The work is all about continuing to widen and solidify the foundation of my handstand training. Reinforcing the basics is how progress happens and a part of how playfulness expands.
But you’ve got to put your time in, there’s no way around it. When I made the decision to step up my handstand game I started looking around at new ways to test my inverted skills. Some of the work elements I’ve been focusing on include:
Straightening the line. Changing head position. Holding for time. Locomotion. Leg movement. Changing shapes. Weight shifting. Reducing base of support.
And of these options there are countless variations. You'll only ever be limited by your own creativity, however all of these elements take time and dedication. You must be focused and put in focused work. The challenge is to take one piece at a time and control your ADHD for just a little bit here, the time to play will come.
My advice to those wanting to get deeper into their practice: pick a specific element you want to develop, determine a number of sets you want to achieve and perform them as well as possible. Progress will come from this consistency.

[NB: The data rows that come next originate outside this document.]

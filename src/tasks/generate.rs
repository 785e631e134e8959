//! Reference generation subtask: run a recipe into a job database.

use anyhow::{Context, Result, bail};
use rusqlite::Connection;
use serde::{Deserialize, Serialize};
use serde_json::{Value, json};
use std::collections::BTreeMap;
use std::path::{Path, PathBuf};

use crate::TaskOptions;
use crate::engine::db_ops::{add_missing_columns, create_table, open_db_url, quote_ident};
use crate::tasks::mapping::Mapping;
use crate::tasks::recipe::{FieldValue, ObjectTemplate, Recipe, field_value, render};
use crate::tasks::{Task, TaskContext};
use crate::utils::config::DB_INSERT_BATCH_SIZE;

/// `num_records_tablename` meaning "count recipe iterations, not rows".
pub const COUNT_REPS: &str = "__count_reps__";

/// Local id column of every job-database data table.
pub const LOCAL_ID_FIELD: &str = "id";

/// State carried from the first batch to every later one.
#[derive(Clone, Debug, Default, PartialEq, Eq, Serialize, Deserialize)]
pub struct Continuation {
    /// Next local id per object.
    pub next_ids: BTreeMap<String, u64>,
    /// Local id of the last `just_once` row per object.
    pub just_once_ids: BTreeMap<String, u64>,
    /// Iterations run so far.
    pub iterations: u64,
}

impl Continuation {
    pub fn load(path: &Path) -> Result<Self> {
        let text = std::fs::read_to_string(path)
            .with_context(|| format!("read continuation {}", path.display()))?;
        serde_json::from_str(&text)
            .with_context(|| format!("parse continuation {}", path.display()))
    }

    pub fn save(&self, path: &Path) -> Result<()> {
        let text = serde_json::to_string_pretty(self)?;
        std::fs::write(path, text)
            .with_context(|| format!("write continuation {}", path.display()))
    }
}

pub struct GenerateData {
    recipe: PathBuf,
    num_records: u64,
    num_records_tablename: String,
    database_url: String,
    continuation_file: Option<PathBuf>,
    generate_continuation_file: Option<PathBuf>,
    generate_mapping_file: Option<PathBuf>,
    vars: BTreeMap<String, String>,
}

impl GenerateData {
    pub fn from_options(options: &TaskOptions) -> Result<Self> {
        Ok(Self {
            recipe: options.require_path("generator_yaml")?,
            num_records: options.get_u64("num_records")?.unwrap_or(1),
            num_records_tablename: options
                .get_str("num_records_tablename")
                .unwrap_or(COUNT_REPS)
                .to_string(),
            database_url: options.require_str("database_url")?.to_string(),
            continuation_file: options.get_path("continuation_file"),
            generate_continuation_file: options.get_path("generate_continuation_file"),
            generate_mapping_file: options.get_path("generate_mapping_file"),
            vars: options.get_string_map("vars")?,
        })
    }
}

impl Task for GenerateData {
    fn run(&mut self, ctx: &TaskContext<'_>) -> Result<Option<Value>> {
        let recipe = Recipe::load(&self.recipe)?;
        let vars = recipe.resolve_vars(&self.vars)?;
        let continuation = match &self.continuation_file {
            Some(path) => Continuation::load(path)?,
            None => Continuation::default(),
        };
        let first_batch = self.continuation_file.is_none();

        let counting_reps = self.num_records_tablename == COUNT_REPS;
        if !counting_reps && !recipe.object_names().contains(&self.num_records_tablename.as_str())
        {
            bail!(
                "`{}` is not generated by recipe `{}`",
                self.num_records_tablename,
                self.recipe.display()
            );
        }

        let mapping = Mapping::from_recipe(&recipe);
        let mut conn = open_db_url(&self.database_url)?;
        let mut tables = BTreeMap::new();
        for step in &mapping.steps {
            let columns = step.columns();
            create_table(&conn, &step.table, LOCAL_ID_FIELD, false, &columns)?;
            add_missing_columns(&conn, &step.table, &columns)?;
            tables.insert(step.sobject.clone(), TableBuffer::new(&step.table, columns));
        }

        ctx.log.info(format!(
            "Generating {} {} from {}",
            self.num_records,
            if counting_reps {
                "iterations"
            } else {
                self.num_records_tablename.as_str()
            },
            self.recipe.display()
        ));

        let mut generator = Generator::new(&continuation, &vars);
        let mut iteration = 0u64;
        loop {
            let done = if counting_reps {
                iteration >= self.num_records
            } else {
                generator.produced(&self.num_records_tablename) >= self.num_records
            };
            if done {
                break;
            }
            let before = generator.produced(&self.num_records_tablename);
            let include_just_once = first_batch && iteration == 0;
            generator.iteration(&recipe, include_just_once, &mut tables)?;
            if !counting_reps && generator.produced(&self.num_records_tablename) == before {
                bail!(
                    "Recipe never repeats `{}`; cannot generate {} of them",
                    self.num_records_tablename,
                    self.num_records
                );
            }
            iteration += 1;
            for buffer in tables.values_mut() {
                if buffer.rows.len() >= DB_INSERT_BATCH_SIZE {
                    buffer.flush(&mut conn)?;
                }
            }
        }
        for buffer in tables.values_mut() {
            buffer.flush(&mut conn)?;
        }

        if let Some(path) = &self.generate_mapping_file {
            mapping.save(path)?;
        }
        if let Some(path) = &self.generate_continuation_file {
            generator.continuation(continuation.iterations + iteration).save(path)?;
        }

        ctx.log.info(format!("Generated {iteration} iterations: {:?}", generator.produced));
        Ok(Some(json!({
            "iterations": iteration,
            "record_counts": generator.produced,
        })))
    }
}

/// Rows waiting to be written to one job-database table.
struct TableBuffer {
    table: String,
    columns: Vec<String>,
    rows: Vec<(u64, Vec<Option<String>>)>,
}

impl TableBuffer {
    fn new(table: &str, columns: Vec<String>) -> Self {
        Self {
            table: table.to_string(),
            columns,
            rows: Vec::new(),
        }
    }

    fn insert_sql(&self) -> String {
        let mut cols = vec![quote_ident(LOCAL_ID_FIELD)];
        cols.extend(self.columns.iter().map(|c| quote_ident(c)));
        let params: Vec<String> = (1..=cols.len()).map(|i| format!("?{i}")).collect();
        format!(
            "INSERT INTO {} ({}) VALUES ({})",
            quote_ident(&self.table),
            cols.join(", "),
            params.join(", ")
        )
    }

    /// Insert buffered rows in one transaction.
    fn flush(&mut self, conn: &mut Connection) -> Result<()> {
        if self.rows.is_empty() {
            return Ok(());
        }
        let sql = self.insert_sql();
        let tx = conn.transaction().context("begin transaction")?;
        {
            let mut stmt = tx.prepare(&sql).context("prepare insert")?;
            for (id, values) in &self.rows {
                let mut params: Vec<Option<String>> = Vec::with_capacity(values.len() + 1);
                params.push(Some(id.to_string()));
                params.extend(values.iter().cloned());
                stmt.execute(rusqlite::params_from_iter(params.iter()))
                    .with_context(|| format!("insert into {}", self.table))?;
            }
        }
        tx.commit().context("commit transaction")?;
        self.rows.clear();
        Ok(())
    }
}

struct Generator<'a> {
    vars: &'a BTreeMap<String, String>,
    next_ids: BTreeMap<String, u64>,
    last_ids: BTreeMap<String, u64>,
    just_once_ids: BTreeMap<String, u64>,
    produced: BTreeMap<String, u64>,
    base_iteration: u64,
    iterations: u64,
}

impl<'a> Generator<'a> {
    fn new(continuation: &Continuation, vars: &'a BTreeMap<String, String>) -> Self {
        Self {
            vars,
            next_ids: continuation.next_ids.clone(),
            last_ids: continuation.just_once_ids.clone(),
            just_once_ids: continuation.just_once_ids.clone(),
            produced: BTreeMap::new(),
            base_iteration: continuation.iterations,
            iterations: 0,
        }
    }

    fn produced(&self, name: &str) -> u64 {
        self.produced.get(name).copied().unwrap_or(0)
    }

    fn iteration(
        &mut self,
        recipe: &Recipe,
        include_just_once: bool,
        tables: &mut BTreeMap<String, TableBuffer>,
    ) -> Result<()> {
        let iteration_number = self.base_iteration + self.iterations + 1;
        for obj in &recipe.objects {
            if obj.just_once && !include_just_once {
                continue;
            }
            let buffer = tables
                .get_mut(&obj.name)
                .with_context(|| format!("no table for {}", obj.name))?;
            for _ in 0..obj.count {
                let row = self.row(obj, &buffer.columns, iteration_number)?;
                buffer.rows.push(row);
            }
        }
        self.iterations += 1;
        Ok(())
    }

    fn row(
        &mut self,
        obj: &ObjectTemplate,
        columns: &[String],
        iteration: u64,
    ) -> Result<(u64, Vec<Option<String>>)> {
        let next = self.next_ids.entry(obj.name.clone()).or_insert(1);
        let id = *next;
        *next += 1;

        let mut values = Vec::with_capacity(columns.len());
        for column in columns {
            let value = match obj.fields.get(column).map(|raw| field_value(raw)) {
                None => None,
                Some(FieldValue::Template(t)) => Some(render(t, id, iteration, self.vars)?),
                Some(FieldValue::Reference(target)) => {
                    let target_id = self.last_ids.get(target).with_context(|| {
                        format!(
                            "{}.{column} refers to `{target}` before any was generated",
                            obj.name
                        )
                    })?;
                    Some(target_id.to_string())
                }
            };
            values.push(value);
        }

        self.last_ids.insert(obj.name.clone(), id);
        if obj.just_once {
            self.just_once_ids.insert(obj.name.clone(), id);
        }
        *self.produced.entry(obj.name.clone()).or_insert(0) += 1;
        Ok((id, values))
    }

    fn continuation(&self, iterations: u64) -> Continuation {
        Continuation {
            next_ids: self.next_ids.clone(),
            just_once_ids: self.just_once_ids.clone(),
            iterations,
        }
    }
}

Of course, finding the proper progression for your ability level is important and is where research and/or a skilled coach comes in. But the main message is to strive for better than you are now with every attempt. Every element has it’s own learning curve and challenges but improvement is easy to see and feel as long as you take your time and stay present with the work. This is all takes a lot of resolve, a lot of mental energy all of which needs to be balanced with some lightness. Next post I'll get into how I keep my sanity through play. Until then, enjoy your work!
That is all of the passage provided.